Our cat's name, Eleuthera, is Greek. It means 'freedom.' For years, we thought it was an ironic name, given that she was a mostly indoor cat. But, she enjoyed a different sort of freedom right to the very end: the freedom of being loved completely. This is the other matter I am grateful for: we were able to love her enough to let her go gracefully and at the right time. Weirdly, it reminded me of how my oldest child weaned himself - we were so synchronized that it was an unconscious, almost unnoticed agreement. I think our cat would have died within a very few days and yet not long before she was still pouncing and purring.

A cat is not theoretical in any way. Cats are utterly present - or now, in our case, absent. We played back her purrs while she was still with us and they sounded wrong, mechanical, artificial. Dave said that purring is felt as much as heard. And that has been my experience of grieving a cat too. I had a thousand names for this cat, pet names, but I had never written any of them down. They were oral names, relational ones.

This does not hurt like the loss of a person: it is less. But, in an odd way, it is more. She could curl up in the smallest, most unexpected place and so I expect to see her anywhere and everywhere, a little paw to come under the bathroom door. It feels as if, say, the colour green was removed and while there are other colours, you see that there were bits of green everywhere and its absence stings. The world is less colourful.

She should have died twelve years ago. We were renovating our old house and had taken special care to close the doors of the bedrooms being gutted. I was eight months pregnant with our second child when, one night, we heard remote mews. We checked the outside door - nothing. We searched the house - no cat. And then we realized that the plaintive cries were coming from inside a wall. The cat had slithered into the renovation room and had fallen down between open joists into the room below. Dave and I looked at each other and had no idea what to do. Leaving her and encasing her in concrete, Mafia-style, were suggested. But, as I couldn't actually kill an ant while I was pregnant, we tried harder. Midnight found Dave holding a skillsaw on the kitchen wall, calculating how low he could cut without slicing off a curious cat's head. The space between the joists was too narrow for his arm to fit down, but my belly was too big for me to manage it. In the end, I turned sideways and reached down to rescue a bundle of trembling fur, to set her free.
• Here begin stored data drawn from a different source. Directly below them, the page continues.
//! Host function registration via Wasmtime linker.
//!
//! Registers every import of the Go js/wasm ABI under both the `gojs` and
//! `go` module names. Each import receives the guest stack pointer `sp`;
//! arguments and results live at fixed offsets from it. Each function:
//! 1. Reaches the `RuntimeContext` and guest memory through the Caller
//! 2. Decodes its operands through the bridge
//! 3. Performs the operation
//! 4. Encodes results back at their `sp` offsets
//!
//! ABI violations return an error, which traps the guest and aborts the
//! instance. Values thrown by host functions never trap: property access
//! logs them, the call family reports them with `ok = 0`.

use gobridge_hostapi::{call, construct, instance_of, HostObject, HostValue};
use rand::rngs::OsRng;
use rand::RngCore;
use tracing::{debug, warn};
use wasmtime::{Caller, Linker};

use crate::abi::IMPORT_MODULES;
use crate::bridge::Bridge;
use crate::error::{BridgeError, RuntimeError};
use crate::host_impl::RuntimeContext;
use crate::memory;
use crate::runtime::StoreGuest;

type Import = fn(Caller<'_, RuntimeContext>, i32) -> anyhow::Result<()>;

/// Every `sp`-taking import, by name.
const IMPORTS: &[(&str, Import)] = &[
    ("runtime.wasmExit", wasm_exit),
    ("runtime.wasmWrite", wasm_write),
    ("runtime.resetMemoryDataView", reset_memory_data_view),
    ("runtime.nanotime1", nanotime1),
    ("runtime.walltime", walltime),
    ("runtime.scheduleTimeoutEvent", schedule_timeout_event),
    ("runtime.clearTimeoutEvent", clear_timeout_event),
    ("runtime.getRandomData", get_random_data),
    ("syscall/js.finalizeRef", finalize_ref),
    ("syscall/js.stringVal", string_val),
    ("syscall/js.valueGet", value_get),
    ("syscall/js.valueSet", value_set),
    ("syscall/js.valueDelete", value_delete),
    ("syscall/js.valueIndex", value_index),
    ("syscall/js.valueSetIndex", value_set_index),
    ("syscall/js.valueCall", value_call),
    ("syscall/js.valueInvoke", value_invoke),
    ("syscall/js.valueNew", value_new),
    ("syscall/js.valueLength", value_length),
    ("syscall/js.valuePrepareString", value_prepare_string),
    ("syscall/js.valueLoadString", value_load_string),
    ("syscall/js.valueInstanceOf", value_instance_of),
    ("syscall/js.copyBytesToGo", copy_bytes_to_go),
    ("syscall/js.copyBytesToJS", copy_bytes_to_js),
];

const DEBUG_IMPORT: &str = "debug";

/// Whether `name` is an import this host provides.
pub fn is_known_import(name: &str) -> bool {
    name == DEBUG_IMPORT || IMPORTS.iter().any(|(known, _)| *known == name)
}

/// Register all imports with the linker.
pub fn register_imports(linker: &mut Linker<RuntimeContext>) -> Result<(), RuntimeError> {
    for module in IMPORT_MODULES {
        for &(name, import) in IMPORTS {
            linker.func_wrap(module, name, import)?;
        }
        linker.func_wrap(module, DEBUG_IMPORT, debug_value)?;
    }
    Ok(())
}

/// The guest stack pointer as an unsigned address.
fn stack(sp: i32) -> usize {
    sp as u32 as usize
}

/// Run `f` against view-checked guest memory and the context.
fn with_memory<R>(
    caller: &mut Caller<'_, RuntimeContext>,
    f: impl FnOnce(&mut [u8], &mut RuntimeContext) -> Result<R, BridgeError>,
) -> anyhow::Result<R> {
    let memory = caller.data().exports()?.memory;
    let (mem, ctx) = memory.data_and_store_mut(caller);
    let mem = ctx.checked_memory(mem)?;
    Ok(f(mem, ctx)?)
}

/// Run `f` against the bridge.
fn with_bridge<R>(
    caller: &mut Caller<'_, RuntimeContext>,
    f: impl FnOnce(&mut Bridge<'_>) -> Result<R, BridgeError>,
) -> anyhow::Result<R> {
    let memory = caller.data().exports()?.memory;
    let (mem, ctx) = memory.data_and_store_mut(caller);
    let mut bridge = ctx.bridge(mem)?;
    Ok(f(&mut bridge)?)
}

/// The stack pointer after a call that may have re-entered the guest.
fn refresh_sp(caller: &mut Caller<'_, RuntimeContext>) -> anyhow::Result<usize> {
    caller.data().check_aborted()?;
    let getsp = caller.data().exports()?.getsp.clone();
    Ok(stack(getsp.call(&mut *caller, ())?))
}

// ── runtime ──

/// `wasmExit(code)`: end the instance with `code`.
fn wasm_exit(mut caller: Caller<'_, RuntimeContext>, sp: i32) -> anyhow::Result<()> {
    let sp = stack(sp);
    let code = with_memory(&mut caller, |mem, _| memory::read_i32(mem, sp + 8))?;
    caller.data_mut().exit(code);
    Ok(())
}

/// `wasmWrite(fd, p, n)`: forward guest output to stdout or stderr.
fn wasm_write(mut caller: Caller<'_, RuntimeContext>, sp: i32) -> anyhow::Result<()> {
    let sp = stack(sp);
    with_memory(&mut caller, |mem, ctx| {
        // fd, then a (ptr, len) pair with a 32-bit length
        let fd = memory::read_i64(mem, sp + 8)?;
        let ptr = memory::to_addr(memory::read_i64(mem, sp + 16)?)?;
        let len = memory::read_i32(mem, sp + 24)? as u32 as usize;
        ctx.write_output(fd, memory::read_bytes(mem, ptr, len)?);
        Ok(())
    })
}

/// `resetMemoryDataView()`: the guest acknowledges a memory growth.
fn reset_memory_data_view(mut caller: Caller<'_, RuntimeContext>, _sp: i32) -> anyhow::Result<()> {
    let memory = caller.data().exports()?.memory;
    let len = memory.data_size(&caller);
    caller.data_mut().reset_view(len);
    Ok(())
}

fn nanotime1(mut caller: Caller<'_, RuntimeContext>, sp: i32) -> anyhow::Result<()> {
    let sp = stack(sp);
    with_memory(&mut caller, |mem, ctx| {
        memory::write_i64(mem, sp + 8, ctx.nanotime())
    })
}

fn walltime(mut caller: Caller<'_, RuntimeContext>, sp: i32) -> anyhow::Result<()> {
    let sp = stack(sp);
    with_memory(&mut caller, |mem, ctx| {
        let (sec, nsec) = ctx.walltime();
        memory::write_i64(mem, sp + 8, sec)?;
        memory::write_i32(mem, sp + 16, nsec)
    })
}

fn schedule_timeout_event(mut caller: Caller<'_, RuntimeContext>, sp: i32) -> anyhow::Result<()> {
    let sp = stack(sp);
    with_memory(&mut caller, |mem, ctx| {
        let delay = memory::read_i64(mem, sp + 8)?;
        // Validate output pointer before registering the timer
        memory::read_bytes(mem, sp + 16, 4)?;
        let id = ctx.schedule_timeout(delay);
        memory::write_i32(mem, sp + 16, id)
    })
}

fn clear_timeout_event(mut caller: Caller<'_, RuntimeContext>, sp: i32) -> anyhow::Result<()> {
    let sp = stack(sp);
    with_memory(&mut caller, |mem, ctx| {
        ctx.clear_timeout(memory::read_i32(mem, sp + 8)?);
        Ok(())
    })
}

fn get_random_data(mut caller: Caller<'_, RuntimeContext>, sp: i32) -> anyhow::Result<()> {
    let sp = stack(sp);
    with_bridge(&mut caller, |bridge| {
        OsRng.fill_bytes(bridge.load_slice_mut(sp + 8)?);
        Ok(())
    })
}

// ── syscall/js: values and properties ──

/// `finalizeRef(v)`: drop one guest reference to a handle.
fn finalize_ref(mut caller: Caller<'_, RuntimeContext>, sp: i32) -> anyhow::Result<()> {
    let sp = stack(sp);
    with_bridge(&mut caller, |bridge| {
        // Only the low word of the boxed value carries the id
        let id = bridge.read_u32(sp + 8)?;
        bridge.refs().release(id)
    })
}

fn string_val(mut caller: Caller<'_, RuntimeContext>, sp: i32) -> anyhow::Result<()> {
    let sp = stack(sp);
    with_bridge(&mut caller, |bridge| {
        let s = bridge.load_string(sp + 8)?;
        bridge.store_value(sp + 24, &HostValue::from(s))
    })
}

fn value_get(mut caller: Caller<'_, RuntimeContext>, sp: i32) -> anyhow::Result<()> {
    let sp = stack(sp);
    with_bridge(&mut caller, |bridge| {
        let target = bridge.load_value(sp + 8)?;
        let key = bridge.load_string(sp + 16)?;
        // A thrown value is handed to the guest as the result
        let result = target.get(&key).unwrap_or_else(|thrown| {
            warn!(%key, error = %thrown.to_display_string(), "valueGet threw");
            thrown
        });
        bridge.store_value(sp + 32, &result)
    })
}

fn value_set(mut caller: Caller<'_, RuntimeContext>, sp: i32) -> anyhow::Result<()> {
    let sp = stack(sp);
    with_bridge(&mut caller, |bridge| {
        let target = bridge.load_value(sp + 8)?;
        let key = bridge.load_string(sp + 16)?;
        let value = bridge.load_value(sp + 32)?;
        if let Err(thrown) = target.set(&key, value) {
            warn!(%key, error = %thrown.to_display_string(), "valueSet threw");
        }
        Ok(())
    })
}

fn value_delete(mut caller: Caller<'_, RuntimeContext>, sp: i32) -> anyhow::Result<()> {
    let sp = stack(sp);
    with_bridge(&mut caller, |bridge| {
        let target = bridge.load_value(sp + 8)?;
        let key = bridge.load_string(sp + 16)?;
        if let Err(thrown) = target.delete(&key) {
            warn!(%key, error = %thrown.to_display_string(), "valueDelete threw");
        }
        Ok(())
    })
}

fn value_index(mut caller: Caller<'_, RuntimeContext>, sp: i32) -> anyhow::Result<()> {
    let sp = stack(sp);
    with_bridge(&mut caller, |bridge| {
        let target = bridge.load_value(sp + 8)?;
        let index = bridge.read_i64(sp + 16)?;
        let result = target.get_index(index).unwrap_or_else(|thrown| {
            warn!(index, error = %thrown.to_display_string(), "valueIndex threw");
            thrown
        });
        bridge.store_value(sp + 24, &result)
    })
}

fn value_set_index(mut caller: Caller<'_, RuntimeContext>, sp: i32) -> anyhow::Result<()> {
    let sp = stack(sp);
    with_bridge(&mut caller, |bridge| {
        let target = bridge.load_value(sp + 8)?;
        let index = bridge.read_i64(sp + 16)?;
        let value = bridge.load_value(sp + 24)?;
        if let Err(thrown) = target.set_index(index, value) {
            warn!(index, error = %thrown.to_display_string(), "valueSetIndex threw");
        }
        Ok(())
    })
}

// ── syscall/js: calls ──

/// Store a call outcome at `result_at`, with the ok flag at `ok_at`.
fn store_outcome(
    caller: &mut Caller<'_, RuntimeContext>,
    outcome: Result<HostValue, HostValue>,
    result_offset: usize,
    ok_offset: usize,
) -> anyhow::Result<()> {
    let sp = refresh_sp(caller)?;
    with_bridge(caller, |bridge| {
        let (value, ok) = match outcome {
            Ok(value) => (value, true),
            Err(thrown) => {
                debug!(error = %thrown.to_display_string(), "host call threw");
                (thrown, false)
            }
        };
        bridge.store_value(sp + result_offset, &value)?;
        bridge.write_bool(sp + ok_offset, ok)
    })
}

/// `valueCall(v, m, args)`: call method `m` of `v` with `v` as receiver.
fn value_call(mut caller: Caller<'_, RuntimeContext>, sp: i32) -> anyhow::Result<()> {
    let sp = stack(sp);
    let (target, name, args) = with_bridge(&mut caller, |bridge| {
        Ok((
            bridge.load_value(sp + 8)?,
            bridge.load_string(sp + 16)?,
            bridge.load_slice_of_values(sp + 32)?,
        ))
    })?;
    // The callee may re-enter the guest and move its stack
    caller.data_mut().begin_host_call();
    let outcome = target.get(&name).and_then(|method| {
        let mut guest = StoreGuest::new(&mut caller);
        call(&mut guest, &method, target.clone(), args)
    });
    caller.data_mut().end_host_call();
    store_outcome(&mut caller, outcome, 56, 64)
}

/// `valueInvoke(v, args)`: call `v` itself with an undefined receiver.
fn value_invoke(mut caller: Caller<'_, RuntimeContext>, sp: i32) -> anyhow::Result<()> {
    let sp = stack(sp);
    let (target, args) = with_bridge(&mut caller, |bridge| {
        Ok((
            bridge.load_value(sp + 8)?,
            bridge.load_slice_of_values(sp + 16)?,
        ))
    })?;
    caller.data_mut().begin_host_call();
    let mut guest = StoreGuest::new(&mut caller);
    let outcome = call(&mut guest, &target, HostValue::Undefined, args);
    caller.data_mut().end_host_call();
    store_outcome(&mut caller, outcome, 40, 48)
}

/// `valueNew(v, args)`: `new v(...args)`.
fn value_new(mut caller: Caller<'_, RuntimeContext>, sp: i32) -> anyhow::Result<()> {
    let sp = stack(sp);
    let (target, args) = with_bridge(&mut caller, |bridge| {
        Ok((
            bridge.load_value(sp + 8)?,
            bridge.load_slice_of_values(sp + 16)?,
        ))
    })?;
    caller.data_mut().begin_host_call();
    let mut guest = StoreGuest::new(&mut caller);
    let outcome = construct(&mut guest, &target, args);
    caller.data_mut().end_host_call();
    store_outcome(&mut caller, outcome, 40, 48)
}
I have written before about how I gave her a voice - an irreverent, wickedly funny voice. One of the challenges for me is to find a place for that voice in my own self.

The night she died and all the next day, mourning doves appeared in our garden, on our house, in the trees around the house. They called out their gentle, sad coos even in the night when I was awake. I have not heard or seen them since.

I think it was CS Lewis who said, of grief, that it was like quitting smoking -- which would be quite bearable, if only one could have a cigarette. It's been five days now so I'm better than I was and the kids are fine. I'd be perfectly fine too, I think, if I could only hold my kitten.